Showing posts with label The Bridge Theatre. Show all posts
Showing posts with label The Bridge Theatre. Show all posts

8 August 2021

Watching the River Flow

 Flow, River, Flow.....



I am at The Bridge, watching the river flow....  



Simon Russell Beale, or Simon Beale as he was at Clifton College when I called the roll....  is also at The Bridge, construing Johann Sebastian Bach as a difficult father.  Photography is not allowed in the theatre, so this is an artist's impression of SRB as JSB.....




In October 2010 Mr Beale wrote, in his Foreword to Nicholas Kenyon's Pocket Guide to Bach, that the book tells the story of a man who from an ordinary family background, with a thorough but unexceptional education, a man who wrote dazzling music that summons up the sensual, everyday pleasures of the world around us, could then push himself to produce work that touches the face of God.....





Although it's an interesting play, with some effective moments and fine acting, in general it exudes a shortage of drama, and the paragraph above does more for me than the interactions of the actors on the stage, with - in my mind - the dumpy, argumentative maestro taking me back rather to Clifton in the mid-70s than Leipzig in 1750.  And I suspect Simon Russell Beale, despite his love for Bach, knows it's something of a Mess in B minor.....


Outside the theatre the river flows on under the bridge.....
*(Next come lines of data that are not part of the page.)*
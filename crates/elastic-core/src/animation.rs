use std::cell::Cell;
use std::rc::Rc;
use web_time::{Duration, Instant};

use crate::{Color, Rect, Vec2};

/// Envelope decay reached at the end of a spring: e^-LN_1000 = 0.1%.
const SPRING_SETTLE_LN: f32 = 6.907_755;
/// Solves e^-w * (1 + w) = 0.001, the same 0.1% for the critical envelope.
const SPRING_SETTLE_CRITICAL: f32 = 9.233_413;

#[derive(Clone, Copy, Debug, PartialEq)]
pub enum Easing {
    Linear,
    EaseOut,
    /// Damped harmonic oscillator over normalized time.
    ///
    /// `initial_velocity` is expressed in "total distance per normalized
    /// duration"; see [`AnimationSpec::spring`] for the per-second form.
    Spring {
        damping_ratio: f32,
        initial_velocity: f32,
    },
}

impl Easing {
    pub fn interpolate(&self, t: f32) -> f32 {
        match *self {
            Easing::Linear => t,
            Easing::EaseOut => t * (2.0 - t),
            Easing::Spring {
                damping_ratio,
                initial_velocity,
            } => spring_progress(t, damping_ratio, initial_velocity),
        }
    }
}

fn spring_progress(t: f32, zeta: f32, v0: f32) -> f32 {
    if t <= 0.0 {
        return 0.0;
    }
    if zeta < 1.0 {
        // Underdamped: overshoots and rings before the envelope dies out
        let zeta = zeta.max(0.01);
        let omega = SPRING_SETTLE_LN / zeta;
        let omega_d = omega * (1.0 - zeta * zeta).sqrt();
        let envelope = (-zeta * omega * t).exp();
        let b = (zeta * omega - v0) / omega_d;
        1.0 - envelope * ((omega_d * t).cos() + b * (omega_d * t).sin())
    } else {
        let omega = SPRING_SETTLE_CRITICAL;
        1.0 - (-omega * t).exp() * (1.0 + (omega - v0) * t)
    }
}

#[derive(Clone, Copy, Debug, PartialEq)]
pub struct AnimationSpec {
    pub duration: Duration,
    pub easing: Easing,
    pub delay: Duration,
}

impl Default for AnimationSpec {
    fn default() -> Self {
        Self {
            duration: Duration::from_millis(300),
            easing: Easing::EaseOut,
            delay: Duration::ZERO,
        }
    }
}

impl AnimationSpec {
    pub fn tween(duration: Duration, easing: Easing) -> Self {
        Self {
            duration,
            easing,
            delay: Duration::ZERO,
        }
    }

    /// Spring over `duration` with the given damping ratio (1.0 = no
    /// overshoot) and initial velocity in total-distances per second.
    pub fn spring(duration: Duration, damping_ratio: f32, initial_velocity: f32) -> Self {
        Self {
            duration,
            easing: Easing::Spring {
                damping_ratio,
                initial_velocity: initial_velocity * duration.as_secs_f32(),
            },
            delay: Duration::ZERO,
        }
    }
}

pub trait Interpolate {
    fn interpolate(&self, other: &Self, t: f32) -> Self;
}

impl Interpolate for f32 {
    fn interpolate(&self, other: &Self, t: f32) -> Self {
        self + (other - self) * t
    }
}

impl Interpolate for Vec2 {
    fn interpolate(&self, other: &Self, t: f32) -> Self {
        Vec2 {
            x: self.x.interpolate(&other.x, t),
            y: self.y.interpolate(&other.y, t),
        }
    }
}

impl Interpolate for Rect {
    fn interpolate(&self, other: &Self, t: f32) -> Self {
        Rect {
            x: self.x.interpolate(&other.x, t),
            y: self.y.interpolate(&other.y, t),
            w: self.w.interpolate(&other.w, t),
            h: self.h.interpolate(&other.h, t),
        }
    }
}

impl Interpolate for Color {
    fn interpolate(&self, other: &Self, t: f32) -> Self {
        let ch = |a: u8, b: u8| (a as f32 + (b as f32 - a as f32) * t).clamp(0.0, 255.0) as u8;
        Color(
            ch(self.0, other.0),
            ch(self.1, other.1),
            ch(self.2, other.2),
            ch(self.3, other.3),
        )
    }
}

// Animation clock
pub trait Clock: 'static {
    fn now(&self) -> Instant;
}

pub struct SystemClock;
impl Clock for SystemClock {
    fn now(&self) -> Instant {
        Instant::now()
    }
}

/// A clock tests and headless hosts drive by hand. Clones share the same time.
#[derive(Clone)]
pub struct ManualClock {
    t: Rc<Cell<Instant>>,
}

impl Default for ManualClock {
    fn default() -> Self {
        Self::new(Instant::now())
    }
}

impl ManualClock {
    pub fn new(t: Instant) -> Self {
        Self {
            t: Rc::new(Cell::new(t)),
        }
    }

    pub fn advance(&self, by: Duration) {
        self.t.set(self.t.get() + by);
    }

    pub fn set(&self, t: Instant) {
        self.t.set(t);
    }
}

impl Clock for ManualClock {
    fn now(&self) -> Instant {
        self.t.get()
    }
}

/// Animated value that transitions smoothly.
///
/// Retargeting while a transition is running samples the value at the
/// current instant and continues from there.
pub struct AnimatedValue<T: Interpolate + Clone> {
    current: T,
    target: T,
    start: T,
    spec: AnimationSpec,
    start_time: Option<Instant>,
    clock: Rc<dyn Clock>,
}

impl<T: Interpolate + Clone> AnimatedValue<T> {
    pub fn new(initial: T, spec: AnimationSpec, clock: Rc<dyn Clock>) -> Self {
        Self {
            current: initial.clone(),
            target: initial.clone(),
            start: initial,
            spec,
            start_time: None,
            clock,
        }
    }

    pub fn set_spec(&mut self, spec: AnimationSpec) {
        self.spec = spec;
    }

    pub fn set_target(&mut self, target: T) {
        self.update();
        self.start = self.current.clone();
        self.target = target;
        self.start_time = Some(self.clock.now());
    }

    /// Jump to `value` and stop any running transition.
    pub fn snap_to(&mut self, value: T) {
        self.current = value.clone();
        self.start = value.clone();
        self.target = value;
        self.start_time = None;
    }

    /// Advance to the clock's current instant. Returns true while animating.
    pub fn update(&mut self) -> bool {
        let Some(start) = self.start_time else {
            return false;
        };
        let elapsed = self.clock.now().saturating_duration_since(start);

        if elapsed < self.spec.delay {
            return true;
        }

        let animation_time = elapsed - self.spec.delay;

        if animation_time >= self.spec.duration {
            self.current = self.target.clone();
            self.start_time = None;
            return false;
        }

        let t = animation_time.as_secs_f32() / self.spec.duration.as_secs_f32();
        let eased_t = self.spec.easing.interpolate(t);
        self.current = self.start.interpolate(&self.target, eased_t);

        true
    }

    pub fn get(&self) -> &T {
        &self.current
    }

    pub fn target(&self) -> &T {
        &self.target
    }

    pub fn is_animating(&self) -> bool {
        self.start_time.is_some()
    }
}
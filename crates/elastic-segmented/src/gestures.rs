use elastic_core::{PointerButton, PointerEvent, PointerEventKind, PointerId, Vec2};
use smallvec::{SmallVec, smallvec};

/// Movement (px) after which a press stops being a tap candidate.
pub const TOUCH_SLOP: f32 = 10.0;

#[derive(Clone, Copy, Debug, PartialEq, Eq)]
pub enum PanPhase {
    Began,
    Changed,
    Ended,
    Cancelled,
}

#[derive(Clone, Copy, Debug, PartialEq)]
pub struct PanEvent {
    pub phase: PanPhase,
    pub location: Vec2,
    /// Offset from where the pan started.
    pub translation: Vec2,
}

#[derive(Clone, Copy, Debug, PartialEq)]
pub enum Gesture {
    Tap(Vec2),
    Pan(PanEvent),
}

#[derive(Clone, Copy, Debug, PartialEq)]
enum Tracking {
    Idle,
    Pressed { id: PointerId, start: Vec2 },
    Panning { id: PointerId, start: Vec2, last: Vec2 },
    /// Moved past the slop but the pan was not admitted; the touch is spent.
    Rejected { id: PointerId },
}

/// Turns one pointer's down/move/up stream into taps and pans.
pub struct GestureRecognizer {
    state: Tracking,
}

impl Default for GestureRecognizer {
    fn default() -> Self {
        Self::new()
    }
}

impl GestureRecognizer {
    pub fn new() -> Self {
        Self {
            state: Tracking::Idle,
        }
    }

    pub fn is_panning(&self) -> bool {
        matches!(self.state, Tracking::Panning { .. })
    }

    /// `admit` decides, from the press location, whether a pan may begin.
    pub fn handle_pointer(
        &mut self,
        event: &PointerEvent,
        admit: impl FnOnce(Vec2) -> bool,
    ) -> SmallVec<[Gesture; 2]> {
        let pos = event.position;
        match (event.event, self.state) {
            (PointerEventKind::Down(PointerButton::Primary), Tracking::Idle) => {
                self.state = Tracking::Pressed {
                    id: event.id,
                    start: pos,
                };
                SmallVec::new()
            }
            // The host lost the previous touch's up or cancel.
            (PointerEventKind::Down(PointerButton::Primary), stale) => {
                log::debug!("press while still tracking {stale:?}; restarting");
                self.state = Tracking::Pressed {
                    id: event.id,
                    start: pos,
                };
                match stale {
                    Tracking::Panning { start, last, .. } => {
                        smallvec![pan(PanPhase::Cancelled, start, last)]
                    }
                    _ => SmallVec::new(),
                }
            }
            (PointerEventKind::Move, Tracking::Pressed { id, start }) if id == event.id => {
                if distance(start, pos) <= TOUCH_SLOP {
                    return SmallVec::new();
                }
                if admit(start) {
                    self.state = Tracking::Panning {
                        id,
                        start,
                        last: pos,
                    };
                    smallvec![
                        Gesture::Pan(PanEvent {
                            phase: PanPhase::Began,
                            location: start,
                            translation: Vec2::default(),
                        }),
                        pan(PanPhase::Changed, start, pos),
                    ]
                } else {
                    log::trace!("pan not admitted at {start:?}");
                    self.state = Tracking::Rejected { id };
                    SmallVec::new()
                }
            }
            (PointerEventKind::Move, Tracking::Panning { id, start, .. }) if id == event.id => {
                self.state = Tracking::Panning {
                    id,
                    start,
                    last: pos,
                };
                smallvec![pan(PanPhase::Changed, start, pos)]
            }
            (PointerEventKind::Up(PointerButton::Primary), Tracking::Pressed { id, .. })
                if id == event.id =>
            {
                self.state = Tracking::Idle;
                smallvec![Gesture::Tap(pos)]
            }
            (PointerEventKind::Up(PointerButton::Primary), Tracking::Panning { id, start, .. })
                if id == event.id =>
            {
                self.state = Tracking::Idle;
                smallvec![pan(PanPhase::Ended, start, pos)]
            }
            (PointerEventKind::Cancel, Tracking::Panning { id, start, .. }) if id == event.id => {
                self.state = Tracking::Idle;
                smallvec![pan(PanPhase::Cancelled, start, pos)]
            }
            (
                PointerEventKind::Up(PointerButton::Primary) | PointerEventKind::Cancel,
                Tracking::Pressed { id, .. } | Tracking::Rejected { id },
            ) if id == event.id => {
                // cancelled press, or the spent touch lifting
                self.state = Tracking::Idle;
                SmallVec::new()
            }
            _ => SmallVec::new(),
        }
    }
}

fn pan(phase: PanPhase, start: Vec2, pos: Vec2) -> Gesture {
    Gesture::Pan(PanEvent {
        phase,
        location: pos,
        translation: Vec2::new(pos.x - start.x, pos.y - start.y),
    })
}

fn distance(a: Vec2, b: Vec2) -> f32 {
    ((b.x - a.x).powi(2) + (b.y - a.y).powi(2)).sqrt()
}

#[cfg(test)]
mod tests {
    use super::*;

    fn ev(kind: PointerEventKind, x: f32) -> PointerEvent {
        PointerEvent::touch(kind, Vec2::new(x, 20.0))
    }

    const DOWN: PointerEventKind = PointerEventKind::Down(PointerButton::Primary);
    const UP: PointerEventKind = PointerEventKind::Up(PointerButton::Primary);

    #[test]
    fn test_short_press_is_tap() {
        let mut g = GestureRecognizer::new();
        assert!(g.handle_pointer(&ev(DOWN, 50.0), |_| true).is_empty());
        assert!(g.handle_pointer(&ev(PointerEventKind::Move, 55.0), |_| true).is_empty());
        let out = g.handle_pointer(&ev(UP, 55.0), |_| true);
        assert_eq!(out.as_slice(), &[Gesture::Tap(Vec2::new(55.0, 20.0))]);
    }

    #[test]
    fn test_admitted_drag_is_pan() {
        let mut g = GestureRecognizer::new();
        g.handle_pointer(&ev(DOWN, 50.0), |_| true);
        let out = g.handle_pointer(&ev(PointerEventKind::Move, 80.0), |p| p.x == 50.0);
        assert_eq!(out.len(), 2);
        assert!(matches!(
            out[0],
            Gesture::Pan(PanEvent {
                phase: PanPhase::Began,
                ..
            })
        ));
        assert!(g.is_panning());

        let out = g.handle_pointer(&ev(UP, 120.0), |_| true);
        assert_eq!(
            out.as_slice(),
            &[Gesture::Pan(PanEvent {
                phase: PanPhase::Ended,
                location: Vec2::new(120.0, 20.0),
                translation: Vec2::new(70.0, 0.0),
            })]
        );
        assert!(!g.is_panning());
    }

    #[test]
    fn test_rejected_drag_produces_nothing() {
        let mut g = GestureRecognizer::new();
        g.handle_pointer(&ev(DOWN, 250.0), |_| true);
        assert!(g.handle_pointer(&ev(PointerEventKind::Move, 200.0), |_| false).is_empty());
        assert!(g.handle_pointer(&ev(PointerEventKind::Move, 150.0), |_| true).is_empty());
        assert!(g.handle_pointer(&ev(UP, 150.0), |_| true).is_empty());
        // recognizer is ready for the next touch
        g.handle_pointer(&ev(DOWN, 10.0), |_| true);
        assert_eq!(g.handle_pointer(&ev(UP, 10.0), |_| true).len(), 1);
    }

    #[test]
    fn test_cancel_while_panning() {
        let mut g = GestureRecognizer::new();
        g.handle_pointer(&ev(DOWN, 50.0), |_| true);
        g.handle_pointer(&ev(PointerEventKind::Move, 90.0), |_| true);
        let out = g.handle_pointer(&ev(PointerEventKind::Cancel, 95.0), |_| true);
        assert!(matches!(
            out[0],
            Gesture::Pan(PanEvent {
                phase: PanPhase::Cancelled,
                ..
            })
        ));
    }

    #[test]
    fn test_other_pointer_is_ignored() {
        let mut g = GestureRecognizer::new();
        g.handle_pointer(&ev(DOWN, 50.0), |_| true);
        let mut other = ev(UP, 50.0);
        other.id = PointerId(7);
        assert!(g.handle_pointer(&other, |_| true).is_empty());
        assert_eq!(g.handle_pointer(&ev(UP, 50.0), |_| true).len(), 1);
    }

    #[test]
    fn test_lost_release_does_not_wedge_recognizer() {
        let mut g = GestureRecognizer::new();
        g.handle_pointer(&ev(DOWN, 50.0), |_| true);
        // the release of pointer 0 never arrives
        let mut down = ev(DOWN, 250.0);
        down.id = PointerId(1);
        let mut up = ev(UP, 250.0);
        up.id = PointerId(1);
        assert!(g.handle_pointer(&down, |_| true).is_empty());
        assert_eq!(
            g.handle_pointer(&up, |_| true).as_slice(),
            &[Gesture::Tap(Vec2::new(250.0, 20.0))]
        );
    }

    #[test]
    fn test_new_press_cancels_stale_pan() {
        let mut g = GestureRecognizer::new();
        g.handle_pointer(&ev(DOWN, 50.0), |_| true);
        g.handle_pointer(&ev(PointerEventKind::Move, 90.0), |_| true);
        let mut down = ev(DOWN, 250.0);
        down.id = PointerId(1);
        let out = g.handle_pointer(&down, |_| true);
        assert_eq!(
            out.as_slice(),
            &[Gesture::Pan(PanEvent {
                phase: PanPhase::Cancelled,
                location: Vec2::new(90.0, 20.0),
                translation: Vec2::new(40.0, 0.0),
            })]
        );
        assert!(!g.is_panning());
    }
}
It's good to be back in the city, even if only very briefly.  Life hasn't stopped, yet, though the streets are still relatively quiet.....



Tottenham Court Road


It's good to be out and about, moving freely through the arcades,



Burlington Arcade


The side streets,



Colville Place

And the parks, where the air is green and perfumed.....



Gordon Square

In Leicester Square, the Bard is having a wash and brush up,




And in Trafalgar Square the police seem relaxed,



One with no tie and bursting at the belt; the other neat with pink accessories



I drop in to The National Gallery to pay homage to my namesake kneeling in a cloth of gold in the Wilton Diptych:




I pause to admire a guitar solo in the San Pier Maggiore Altarpiece:




Wander down The Avenue at Middleharnis, one of my all time favourite places:



Meindert Hobbema


Then take a stroll in the beautiful Tuscan countryside: 



The Assumption of the Virgin: Francesco Botticini


Before pausing to look at life on the Grand Canal in Venice:



Canaletto


It's great to roam again, even if, when I turn to look at a mirror; I see an old man, puzzled by this streaming world, distressed by infirmity, unsure about the past, the present or the future....  Something like Johann Sebastian Bach toward the end of his life....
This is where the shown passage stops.